■ What is needed ■
A single stretch of the material below is to be transcribed exactly, starting at the line with "use crate::key::ServiceType;" and ending after the line with "is being configured.".

_ _ _

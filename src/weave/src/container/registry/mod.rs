mod registration;
mod state;
mod store;

use std::error::Error;

use snafu::prelude::*;

use crate::container::ErrorKind;
use crate::key::ServiceType;
use crate::util::display::AggregatedDisplayer;

pub use registration::{ContainerId, Registration, RegistrationId};
pub(crate) use registration::{Recipe, RegistrationTemplate};
pub(crate) use state::ConfigState;
pub(crate) use store::RegistrationStore;

/// An error raised while a container is being configured.
#[derive(Debug, Snafu)]
#[non_exhaustive]
pub enum RegistryError {
    #[snafu(display("type {service_type} has already been registered"))]
    #[non_exhaustive]
    DuplicateRegistration { service_type: ServiceType },
    #[snafu(display(
        "type {service_type} can't be registered both conditionally and unconditionally"
    ))]
    #[non_exhaustive]
    MixedConditional { service_type: ServiceType },
    #[snafu(display("a collection of {service_type} has already been registered"))]
    #[non_exhaustive]
    DuplicateCollection { service_type: ServiceType },
    #[snafu(display(
        "the collection of {service_type} is already registered with {existing}, not with {requested}"
    ))]
    #[non_exhaustive]
    CollectionStyleMixed {
        service_type: ServiceType,
        existing: &'static str,
        requested: &'static str,
    },
    #[snafu(display(
        "type {service_type} is registered as scoped, but no default scoped lifestyle is configured"
    ))]
    #[non_exhaustive]
    NoDefaultScopedLifestyle { service_type: ServiceType },
    #[snafu(display("the registration of {implementation_type} belongs to another container"))]
    #[non_exhaustive]
    ForeignRegistration { implementation_type: ServiceType },
    #[snafu(display("the registration of {pattern} is invalid: {reason}"))]
    #[non_exhaustive]
    InvalidPattern { pattern: ServiceType, reason: String },
    #[snafu(display("the container is locked, so {operation} is no longer allowed"))]
    #[non_exhaustive]
    ContainerLocked { operation: &'static str },
    #[snafu(display("module {module} fails to setup the configuration"))]
    #[non_exhaustive]
    ModuleInner {
        module: &'static str,
        source: Box<dyn Error + Send + Sync>,
    },
    #[snafu(display("aggregated registry errors:\n{}", AggregatedDisplayer::new(errors)))]
    Aggregated { errors: Vec<RegistryError> },
}

impl RegistryError {
    pub fn kind(&self) -> ErrorKind {
        match self {
            Self::ContainerLocked { .. } | Self::CollectionStyleMixed { .. } => ErrorKind::Usage,
            _ => ErrorKind::Configuration,
        }
    }
}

_ _ _

■ Expected answer ■
use crate::key::ServiceType;
use crate::util::display::AggregatedDisplayer;

pub use registration::{ContainerId, Registration, RegistrationId};
pub(crate) use registration::{Recipe, RegistrationTemplate};
pub(crate) use state::ConfigState;
pub(crate) use store::RegistrationStore;

/// An error raised while a container is being configured.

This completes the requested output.